The lines you return should be those containing the string "strings", taken from the data below.

Collected data
────────────────
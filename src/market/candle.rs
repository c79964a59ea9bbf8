use anyhow::{Context, Result};

// ---------------------------------------------------------------------------
// Normalised candle
// ---------------------------------------------------------------------------

/// A single candle normalised at the ingestion edge.
///
/// Upstream candles arrive in two shapes: array rows from the REST kline
/// endpoint (`[start, open, high, low, close, volume, turnover]`) and objects
/// from the websocket kline topic. Both are parsed into this one record so
/// that polymorphic JSON never travels further into the service.
#[derive(Debug, Clone, PartialEq)]
pub struct KlineCandle {
    pub start: i64,
    pub open: f64,
    pub high: f64,
    pub low: f64,
    pub close: f64,
    pub volume: f64,
    pub turnover: f64,
    /// True once the candle's slot has closed.
    pub confirm: bool,
}

impl KlineCandle {
    /// Parse an object-shaped candle from a websocket kline frame.
    pub fn from_ws_object(v: &serde_json::Value) -> Result<Self> {
        Ok(Self {
            start: parse_value_i64(&v["start"], "start")?,
            open: parse_value_f64(&v["open"], "open")?,
            high: parse_value_f64(&v["high"], "high")?,
            low: parse_value_f64(&v["low"], "low")?,
            close: parse_value_f64(&v["close"], "close")?,
            volume: parse_value_f64(&v["volume"], "volume")?,
            turnover: parse_value_f64(&v["turnover"], "turnover")?,
            confirm: v["confirm"].as_bool().unwrap_or(false),
        })
    }

    /// Parse an array-shaped candle row from the REST kline endpoint.
    ///
    /// Row indices: [0] start, [1] open, [2] high, [3] low, [4] close,
    /// [5] volume, [6] turnover.
    pub fn from_rest_row(v: &serde_json::Value) -> Result<Self> {
        let row = v.as_array().context("kline row is not an array")?;
        if row.len() < 7 {
            anyhow::bail!("kline row has {} elements, expected 7", row.len());
        }
        Ok(Self {
            start: parse_value_i64(&row[0], "start")?,
            open: parse_value_f64(&row[1], "open")?,
            high: parse_value_f64(&row[2], "high")?,
            low: parse_value_f64(&row[3], "low")?,
            close: parse_value_f64(&row[4], "close")?,
            volume: parse_value_f64(&row[5], "volume")?,
            turnover: parse_value_f64(&row[6], "turnover")?,
            // REST only returns slot-complete rows plus the live head; the
            // loader decides which row seeds the prev-close table.
            confirm: false,
        })
    }
}

// ---------------------------------------------------------------------------
// Tolerant numeric parsing
// ---------------------------------------------------------------------------

/// Bybit sends numeric values as JSON strings in most payloads, but plain
/// numbers appear too. Accept both.
pub fn parse_value_f64(val: &serde_json::Value, name: &str) -> Result<f64> {
    match val {
        serde_json::Value::String(s) => s
            .parse::<f64>()
            .with_context(|| format!("failed to parse {name} as f64: {s}")),
        serde_json::Value::Number(n) => n
            .as_f64()
            .with_context(|| format!("field {name} is not a valid f64")),
        _ => anyhow::bail!("field {name} has unexpected JSON type"),
    }
}

/// Millisecond timestamps arrive as strings from REST and integers from the
/// websocket.
pub fn parse_value_i64(val: &serde_json::Value, name: &str) -> Result<i64> {
    match val {
        serde_json::Value::String(s) => s
            .parse::<i64>()
            .with_context(|| format!("failed to parse {name} as i64: {s}")),
        serde_json::Value::Number(n) => n
            .as_i64()
            .with_context(|| format!("field {name} is not a valid i64")),
        _ => anyhow::bail!("field {name} has unexpected JSON type"),
    }
}

// ---------------------------------------------------------------------------
// Tests
// ---------------------------------------------------------------------------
────────────────
** FINISHED TASK **
/// Bybit sends numeric values as JSON strings in most payloads, but plain
/// Millisecond timestamps arrive as strings from REST and integers from the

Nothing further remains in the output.